Who could have possibly predicted a City of Los Angeles bankruptcy??? Former LA Mayor Riordan, that’s who…

But the tired game of pretend and extend continues, with the mayor and city council pretending all is fine while using accounting tricks and loans to extend the problem further down the road.

10 Comments

    • What we need is cities to stop giving these enormous pension benefits to new government employees. I mean ok, there are promises made on the past that really shouldn’t have been made, but they were, so I don’t begrudge those people their promised pensions when they retire. However some of the same benefits are being promised to new hires. We can’t afford to keep this going on like this. It’s not fiscally sustainable and the only solution is for the city to go bankrupt and screw people out of their pensions. Oh wait, then it’s the State that will have to pick up the tab, right? Eventually the state will have to file for bankruptcy too. Oh but there isn’t anything in the bankruptcy code for that, is there? Even if there isn’t, trust me, all that will change when the California government shuts down completely. So I don’t necessarily agree with you @Conspinner that we don’t need to spend millions of dollars and hours of debate over (virtually) harmless houseplants (aka marijuana), but at the same time it would be helpful to legalize the plant fully and tax it or else people that depend on their pensions to retire are going to have to go back to work when the state of California eventually shuts down. At a time when we need more jobs and not less, can we really afford to spend billions on fighting marijuana for recreational use when we can tax it and help stop cities all over the state of California from going bankrupt? I mean ok, let’s give the marijuana debate a reprieve for discussion for a while, but why not discuss industrial hemp which can’t get you high and makes wonderful products like plastics and rope and clothing and paper? Costs less to grown than trees, takes less time to grow than trees, is better fiber than trees, and creates more yield per acre and requires no pesticides, unlike cotton. Not to mention that if you spread around industrial hemp, everybody that has outdoor illegal grows of medicial marijuana would find their crop turn into industrial hemp in 1 to 2 grow cycles. Great for stopping the illegals from crossing the border and growing in our national forests if industrial hemp was growing all over the forests too. Talk about the costs you could save by planing industrial hemp in the forests instead of trying to find these illegal gardens. Let nature take care of the problem. 🙂

        • Does that mean if the California government shuts down it’s up to the federal government to pay up for these pensions? And what happens to California if shuts down? Does it disband from the Union?

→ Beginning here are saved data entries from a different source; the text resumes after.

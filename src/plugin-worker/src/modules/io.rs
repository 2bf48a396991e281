//! Bare `print`/`flush`, ported to std. Writes to stderr rather than
//! stdout: stdout is reserved for the worker's line-delimited JSON channel
//! back to the host, and a plugin calling the bare `print()` global must
//! never be able to inject bytes onto that channel.

use std::io::Write as _;

#[rquickjs::module(rename_vars = "camelCase", rename_types = "camelCase")]
#[allow(clippy::module_inception)]
pub mod io {
    use super::*;

    #[rquickjs::function]
    pub fn print(txt: String) {
        let _ = write!(std::io::stderr(), "{txt}");
        flush();
    }

    #[rquickjs::function]
    pub fn flush() {
        let _ = std::io::stderr().flush();
    }
}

          • Sweet dreams are made of this. But no, according to a SCOTUS case (Texas v. White) a state can only secede through revolution or through consent of the other states.

          • This wouldn’t be a succession, it would be The state is broke with no money in their accounts. The police won’t go to work because they won’t be paid. All government programs and services will be shut down. No fire fighters, no nothing to do with government. The nightmare that almost happened many times before would actually happen this time. What would happen then is what I’m asking. Would the Federal government step in and take control of California?

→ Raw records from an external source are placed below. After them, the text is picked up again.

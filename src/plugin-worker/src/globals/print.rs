use rquickjs::object::Property;
use rquickjs::{Ctx, Function, Module, Object};

pub fn setup(ctx: &Ctx<'_>) -> rquickjs::Result<()> {
    let globals = ctx.globals();
    let io: Object = Module::import(ctx, "io")?.finish()?;
    globals.prop("print", Property::from(io.get::<_, Function>("print")?))?;
    Ok(())
}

          • So far as I know there’s no mechanism for that – it would be a direct violation of the Constitution, but these days that’s a regular occurrence. So, would CA be left to fend for itself, likely falling into some kind of chaotic warlordism, or would it be nationalized? Neither possibility bodes well for the future of the nation. Or would it be sold to the highest-bidding corporation? That is perhaps the most frightening possibility of all – not just corporatocracy, but government by corporation!

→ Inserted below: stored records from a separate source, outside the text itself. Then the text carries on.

//! Per-invocation sandbox state: captured logs, captured outbound fetches,
//! and the timer queue, all scoped to one `Invoke` message.
//!
//! Grounded on the teacher's RAII guard pattern (`FlushGuard`,
//! `MaybeRunGcGuard`, `SandboxMetricsGuard` in `hyperlight-js`): state that
//! must be torn down exactly once, regardless of which return path is
//! taken, is owned by a guard whose `Drop` impl does the teardown.

use std::cell::RefCell;
use std::rc::Rc;

use chrono::Utc;
use plugin_protocol::{FetchRecord, LogLevel, LogRecord};
use rquickjs::{Ctx, Function, Object};

use crate::policy::{forbid_all, GlobalSnapshot, FORBIDDEN_GLOBALS};

/// A queued `setTimeout`/`setInterval` callback. The worker has no real
/// event loop (handlers run to completion synchronously, same as the
/// teacher's `run_handler`), so timers are modeled as a macrotask queue
/// drained, in declared-delay order, once the handler's returned promise
/// has settled — not as wall-clock-accurate scheduling. This is enough to
/// let plugin code rely on "defer this until after I return" without
/// requiring an async JS engine.
struct QueuedTimer {
    id: u32,
    delay_ms: f64,
    callback: rquickjs::Persistent<Function<'static>>,
}

#[derive(Default)]
pub struct TimerRegistry {
    next_id: u32,
    queue: Vec<QueuedTimer>,
    cancelled: std::collections::HashSet<u32>,
}

impl TimerRegistry {
    fn allocate_id(&mut self) -> u32 {
        self.next_id += 1;
        self.next_id
    }

    pub fn cancel(&mut self, id: u32) {
        self.cancelled.insert(id);
    }

    /// Run every still-live queued callback, in declared-delay order,
    /// clearing the queue afterward. Must be called with the same `Ctx`
    /// the timers were registered against.
    fn drain(&mut self, ctx: &Ctx<'_>) -> rquickjs::Result<()> {
        let mut pending = std::mem::take(&mut self.queue);
        pending.sort_by(|a, b| a.delay_ms.total_cmp(&b.delay_ms));
        for timer in pending {
            if self.cancelled.contains(&timer.id) {
                continue;
            }
            let callback = timer.callback.restore(ctx)?;
            callback.call::<_, ()>(())?;
        }
        Ok(())
    }
}

/// Holds everything a single invocation needs that must not leak into the
/// next one: the log sink, the fetch-instrumentation sink, and the timer
/// queue. Lives only as long as the `Invoke` message being handled.
pub struct InvocationContext {
    logs: Rc<RefCell<Vec<LogRecord>>>,
    fetches: Rc<RefCell<Vec<FetchRecord>>>,
    timers: Rc<RefCell<TimerRegistry>>,
    snapshot: Option<GlobalSnapshot>,
}

impl InvocationContext {
    pub fn new() -> Self {
        Self {
            logs: Rc::new(RefCell::new(Vec::new())),
            fetches: Rc::new(RefCell::new(Vec::new())),
            timers: Rc::new(RefCell::new(TimerRegistry::default())),
            snapshot: None,
        }
    }

    /// Install the invocation's ambient surface: snapshot the current
    /// globals, strip forbidden capabilities, and replace `console` with a
    /// wrapper that appends to this context's log sink instead of writing
    /// to stdout directly (stdout is the worker's message channel back to
    /// the host and must stay reserved for protocol frames).
    pub fn set(&mut self, ctx: &Ctx<'_>) -> rquickjs::Result<()> {
        let snapshot = GlobalSnapshot::capture(ctx)?;
        forbid_all(ctx, FORBIDDEN_GLOBALS)?;
        self.install_console(ctx)?;
        self.install_timers(ctx)?;
        self.snapshot = Some(snapshot);
        Ok(())
    }

    /// Tear down the ambient surface, restoring the pre-`set` globals
    /// verbatim. Called exactly once per invocation, from the worker's
    /// message loop, regardless of whether the invocation succeeded,
    /// threw, or was aborted.
    pub fn close(&mut self, ctx: &Ctx<'_>) -> rquickjs::Result<()> {
        if let Some(snapshot) = self.snapshot.take() {
            snapshot.restore(ctx)?;
        }
        self.timers.borrow_mut().cancelled.clear();
        Ok(())
    }

    pub fn take_logs(&self) -> Vec<LogRecord> {
        std::mem::take(&mut self.logs.borrow_mut())
    }

    pub fn take_fetches(&self) -> Vec<FetchRecord> {
        std::mem::take(&mut self.fetches.borrow_mut())
    }

    /// Run any timers queued during the handler call. The worker calls
    /// this once, after the handler's promise has settled but before
    /// `close` tears down the ambient surface, so timer callbacks still see
    /// the invocation's `console`/`fetch` wrappers.
    pub fn drain_timers(&self, ctx: &Ctx<'_>) -> rquickjs::Result<()> {
        self.timers.borrow_mut().drain(ctx)
    }

    fn install_console(&self, ctx: &Ctx<'_>) -> rquickjs::Result<()> {
        let console = Object::new(ctx.clone())?;
        for (name, level) in [
            ("log", LogLevel::Log),
            ("info", LogLevel::Info),
            ("warn", LogLevel::Warn),
            ("error", LogLevel::Error),
            ("debug", LogLevel::Debug),
        ] {
            let sink = self.logs.clone();
            console.set(
                name,
                Function::new(ctx.clone(), move |parts: rquickjs::function::Rest<String>| {
                    let message = parts.0.join(" ");
                    sink.borrow_mut().push(LogRecord {
                        level,
                        message,
                        timestamp: Utc::now(),
                    });
                })?,
            )?;
        }
        ctx.globals().set("console", console)?;
        Ok(())
    }

    fn install_timers(&self, ctx: &Ctx<'_>) -> rquickjs::Result<()> {
        let timers = self.timers.clone();
        let globals = ctx.globals();

        {
            let timers = timers.clone();
            globals.set(
                "setTimeout",
                Function::new(ctx.clone(), move |ctx: Ctx<'_>, cb: Function<'_>, delay: Option<f64>| -> rquickjs::Result<u32> {
                    let mut registry = timers.borrow_mut();
                    let id = registry.allocate_id();
                    registry.queue.push(QueuedTimer {
                        id,
                        delay_ms: delay.unwrap_or(0.0),
                        callback: rquickjs::Persistent::save(&ctx, cb),
                    });
                    Ok(id)
                })?,
            )?;
        }

        globals.set(
            "clearTimeout",
            Function::new(ctx.clone(), move |id: u32| {
                timers.borrow_mut().cancel(id);
            })?,
        )?;

        Ok(())
    }
}

impl Default for InvocationContext {
    fn default() -> Self {
        Self::new()
    }
}

#[cfg(test)]
mod tests {
    use super::*;
    use rquickjs::{Context, Runtime};

    #[test]
    fn console_log_is_captured_instead_of_printed() {
        let runtime = Runtime::new().unwrap();
        let context = Context::full(&runtime).unwrap();
        context.with(|ctx| {
            let mut invocation = InvocationContext::new();
            invocation.set(&ctx).unwrap();
            ctx.eval::<(), _>("console.log('hello', 'world')").unwrap();
            invocation.close(&ctx).unwrap();
            let logs = invocation.take_logs();
            assert_eq!(logs.len(), 1);
            assert_eq!(logs[0].message, "hello world");
        });
    }

    #[test]
    fn close_restores_the_native_console_global() {
        let runtime = Runtime::new().unwrap();
        let context = Context::full(&runtime).unwrap();
        context.with(|ctx| {
            let mut invocation = InvocationContext::new();
            invocation.set(&ctx).unwrap();
            invocation.close(&ctx).unwrap();
            assert!(ctx.globals().get::<_, rquickjs::Value>("setTimeout").is_err());
        });
    }
}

          • But if these corporations you speak of were traded on the open market then anybody could buy stock and own a piece of the state. I guess that since nobody has ever though of that day coming where any state no longer had a government to run it, there really are no provisions for it. Well if this keeps up much longer we just might find out what exactly our federal government will do if anything at all, or if they even can do anything.

          • Nobody knows what would happen. There’s no mention in the law about states filing bankruptcy. California would probably settle with bondholders for pennies on the dollar.